Armedia’s Caliente is a high-performance content migration tool designed to quickly and easily import content and metadata into a variety of leading content management systems (CMS). Caliente has been used in numerous projects delivered by Armedia and is currently in use as a key component of many more. Some of our clients run Caliente continually to import content from external “feeds” into managed content repositories. These customers process millions of content files per day using multiple instances of Caliente. Other implementations of Caliente were designed for one-time migrations of content from one CMS to another. These instances also have moved millions of files.

Inevitably, a prospective client’s first question is, “How fast can it load my [insert number here] files?” Our pat answer is, “How fast do you need them loaded?” I think that’s a fair answer to an inherently unfair question. Obviously the rate at which Caliente can import content files relies on several variables outside the control of Caliente, or Armedia, or sometimes even the client.

For example:

  • the speed of a client’s network infrastructure can add latency to the process;
  • the size of the content files being imported can also add to latency;
  • the speed of the hosting hardware running Caliente and the resources available to it can affect performance;
  • the capacity of the CMS to ingest the content can affect performance;
  • the complexity of any transformations required to the metadata or content before loading can add latency to the process;
  • dependence on external resources (e.g., looking up additional metadata from an external system) can add latency to the process;
  • drive and/or database contention among processes running on the hosting machine.

These and other factors all effect how quickly Caliente can load a customer’s files. The good news — and the justification for the answer given — is that there are numerous configurations and techniques Armedia can employ to ensure Caliente can load a customer’s files in the time frame required.

All that said, I think what most customers are looking for when they ask that questions is a benchmark — honest to goodness statistics, not anecdotal explanations about performance. So, following is a quick benchmark I performed to provide hard evidence of Caliente’s performance characteristics.

The entire benchmark was run on a virtual machine hosted on my laptop. The virtual server was running Windows 2003, with 2 CPUs (2.2MHz) and 4GB of RAM. The virtual server was running Caliente, SQL Server 2005, and Documentum Content Server 6.7. For test content I used a variety of files downloaded from, the Gutenberg project, and binaries from the image itself.

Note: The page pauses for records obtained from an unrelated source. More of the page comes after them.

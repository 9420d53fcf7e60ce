use axum::{
    extract::{Path, Query, State},
    http::StatusCode,
    Json,
};
use chrono::Utc;
use serde::Deserialize;
use utoipa::IntoParams;
use uuid::Uuid;

use crate::database::models::{BurnEvent, Coin, CoinStatus, CoinWithStatus};
use crate::dexscreener::SyncResult;

use super::handlers::{ApiError, AppState};
use super::responses::*;

/// Query parameters for the coin list
#[derive(Debug, Default, Deserialize, IntoParams)]
#[into_params(parameter_in = Query)]
pub struct CoinQuery {
    /// Case-insensitive match on name, symbol, or description
    pub search: Option<String>,
    /// `NEW`, `EARLY`, `ESTABLISHED`, or `ALL`
    pub status: Option<String>,
}

fn matches_search(coin: &Coin, query: &str) -> bool {
    let contains = |field: &str| field.to_lowercase().contains(query);

    contains(&coin.name)
        || contains(&coin.symbol)
        || coin.description.as_deref().map_or(false, contains)
}

/// List coins with their status badges
#[utoipa::path(
    get,
    path = "/api/v1/coins",
    tag = "Coins",
    params(CoinQuery),
    responses(
        (status = 200, description = "Matching coins", body = CoinListResponse),
        (status = 400, description = "Unknown status filter", body = ErrorResponse)
    )
)]
pub async fn list_coins(
    State(state): State<AppState>,
    Query(query): Query<CoinQuery>,
) -> Result<Json<CoinListResponse>, ApiError> {
    let status = match query.status.as_deref().map(str::trim) {
        None | Some("") => None,
        Some(s) if s.eq_ignore_ascii_case("ALL") => None,
        Some(s) => Some(
            CoinStatus::parse(s)
                .ok_or_else(|| ApiError::BadRequest(format!("Unknown status: {}", s)))?,
        ),
    };
    let search = query
        .search
        .map(|s| s.trim().to_lowercase())
        .filter(|s| !s.is_empty());

    let now = Utc::now();
    let coins: Vec<CoinWithStatus> = state
        .repository
        .read_all()
        .await
        .coins
        .into_iter()
        .filter(|coin| search.as_deref().map_or(true, |q| matches_search(coin, q)))
        .map(|coin| CoinWithStatus::new(coin, now))
        .filter(|coin| status.map_or(true, |s| coin.status == s))
        .collect();

    Ok(Json(CoinListResponse {
        total: coins.len(),
        coins,
    }))
}

/// Add a coin record
#[utoipa::path(
    post,
    path = "/api/v1/coins",
    tag = "Coins",
    request_body = CreateCoinRequest,
    responses(
        (status = 200, description = "Coin added", body = CoinResponse),
        (status = 400, description = "Missing required fields", body = ErrorResponse),
        (status = 409, description = "A coin with this id already exists", body = ErrorResponse)
    )
)]
pub async fn create_coin(
    State(state): State<AppState>,
    Json(request): Json<CreateCoinRequest>,
) -> Result<Json<CoinResponse>, ApiError> {
    let non_empty = |value: Option<String>| value.filter(|v| !v.trim().is_empty());

    let (Some(id), Some(symbol), Some(name), Some(contract_address)) = (
        non_empty(request.id),
        non_empty(request.symbol),
        non_empty(request.name),
        non_empty(request.contract_address),
    ) else {
        return Err(ApiError::BadRequest(
            "Missing required fields: id, symbol, name, contractAddress".to_string(),
        ));
    };

    let mut coin = Coin::new(id, symbol, name, contract_address);
    coin.description = non_empty(request.description);
    coin.website = non_empty(request.website);
    coin.twitter = non_empty(request.twitter);
    coin.telegram = non_empty(request.telegram);
    coin.dex_url = non_empty(request.dex_url);
    coin.explorer_url = non_empty(request.explorer_url);
    coin.holders = request.holders;

    state.repository.add_coin(coin.clone()).await?;
    tracing::info!("🪙 Added coin {} ({})", coin.id, coin.symbol);

    Ok(Json(CoinResponse {
        success: true,
        coin,
        message: "Coin added successfully".to_string(),
    }))
}

/// Get one coin by id
#[utoipa::path(
    get,
    path = "/api/v1/coins/{id}",
    tag = "Coins",
    params(
        ("id" = String, Path, description = "Coin id")
    ),
    responses(
        (status = 200, description = "Coin found", body = CoinWithStatus),
        (status = 404, description = "Coin not found", body = ErrorResponse)
    )
)]
pub async fn get_coin(
    State(state): State<AppState>,
    Path(id): Path<String>,
) -> Result<Json<CoinWithStatus>, ApiError> {
    let coin = state
        .repository
        .find_by_id(&id)
        .await
        .ok_or_else(|| ApiError::NotFound(format!("Coin not found: {}", id)))?;

    Ok(Json(CoinWithStatus::new(coin, Utc::now())))
}

/// Refresh one coin's market data immediately
#[utoipa::path(
    post,
    path = "/api/v1/coins/{id}/sync",
    tag = "Coins",
    params(
        ("id" = String, Path, description = "Coin id")
    ),
    responses(
        (status = 200, description = "Coin synced", body = SyncResult),
        (status = 404, description = "Coin not found", body = ErrorResponse),
        (status = 500, description = "Upstream fetch failed", body = SyncResult)
    )
)]
pub async fn sync_coin(
    State(state): State<AppState>,
    Path(id): Path<String>,
) -> Result<(StatusCode, Json<SyncResult>), ApiError> {
    if state.repository.find_by_id(&id).await.is_none() {
        return Err(ApiError::NotFound(format!("Coin not found: {}", id)));
    }

    let orchestrator = state.orchestrator.clone();
    let result = tokio::spawn(async move { orchestrator.sync_single_coin(&id).await })
        .await
        .map_err(|e| ApiError::Internal(format!("Sync task failed: {}", e)))?;

    let status = if result.success {
        StatusCode::OK
    } else {
        StatusCode::INTERNAL_SERVER_ERROR
    };

    Ok((status, Json(result)))
}

/// Append a burn event to the log
#[utoipa::path(
    post,
    path = "/api/v1/burn-events",
    tag = "Coins",
    request_body = CreateBurnEventRequest,
    responses(
        (status = 200, description = "Burn event logged", body = BurnEventResponse),
        (status = 400, description = "Missing or invalid fields", body = ErrorResponse)
    )
)]
pub async fn create_burn_event(
    State(state): State<AppState>,
    Json(request): Json<CreateBurnEventRequest>,
) -> Result<Json<BurnEventResponse>, ApiError> {
    let non_empty = |value: Option<String>| value.filter(|v| !v.trim().is_empty());

    let (Some(coin_id), Some(amount), Some(tx_hash)) = (
        non_empty(request.coin_id),
        request.amount,
        non_empty(request.tx_hash),
    ) else {
        return Err(ApiError::BadRequest(
            "Missing required fields: coinId, amount, txHash".to_string(),
        ));
    };

    if !amount.is_finite() || amount <= 0.0 {
        return Err(ApiError::BadRequest(
            "amount must be a positive number".to_string(),
        ));
    }

    let burn_event = BurnEvent {
        id: non_empty(request.id).unwrap_or_else(|| Uuid::new_v4().to_string()),
        coin_id,
        amount,
        tx_hash,
        timestamp: Utc::now(),
        description: non_empty(request.description),
    };

    state.repository.add_burn_event(burn_event.clone()).await?;
    tracing::info!(
        "🔥 Logged burn event {} for {}",
        burn_event.id,
        burn_event.coin_id
    );

    Ok(Json(BurnEventResponse {
        success: true,
        burn_event,
        message: "Burn event logged successfully".to_string(),
    }))
}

Here are some statistics about the test corpus:

  • corpus file count: 25,890 files;
  • corpus size: 3.31 GB;
  • average file size: 133 KB;
  • minimum file size: 168 bytes;
  • maximum file size: 36.9 MB.

I ran Caliente in “hot folder” mode, which simply means it waited for me to drop files into a watched folder, and then it processed them. Each content file was accompanied by a metadata file that contained a set of five attributes to be set on the Documentum object (dm_document) when it was imported.

Here are the benchmark results:

  • total files processed: 25,890;
  • total files imported: 25,890;
  • total processing time: 00:52:31 (hr:min:sec);
  • rates:
    • 0.122 sec / file;
    • 8.22 files / sec;
    • 0.935 sec / MB;
    • 1.07 MB / sec.

A few notes about this benchmark:

  • To monitor performance for Caliente meant turning on detailed logging and running other hardware monitoring processes (e.g., Microsoft’s Performance MMC, and Task Manager). Monitoring performance like this inherently introduces load and latency that otherwise would not exist, thus affecting the results of the benchmark. It is sort of a computer analog to physics’ observer effect. Therefore, the benchmark metrics listed above could be improved by turning off all of this monitoring and debugging.  Not surprising, my monitoring of the import process revealed that disk I/O was the greatest bottleneck in my environment.
  • If you were to run this benchmark on a different server or in a different environment, you would likely receive different results — even if you used the same test corpus and configuration of Caliente. That’s just the nature of benchmarks; they are only valid in very controlled situations. However, they are a good indicator of performance as long as you understand the conditions of the benchmark.

The point I want to make is this: Caliente is capable of processing and importing an impressive volume of content, and can be tuned and configured to meet your performance requirements in whatever environment you run it. With Armedia’s vast experience with content-related migration and migration tools like Caliente, we can assure you that we can meet your import/migration performance requirements, whatever they may be.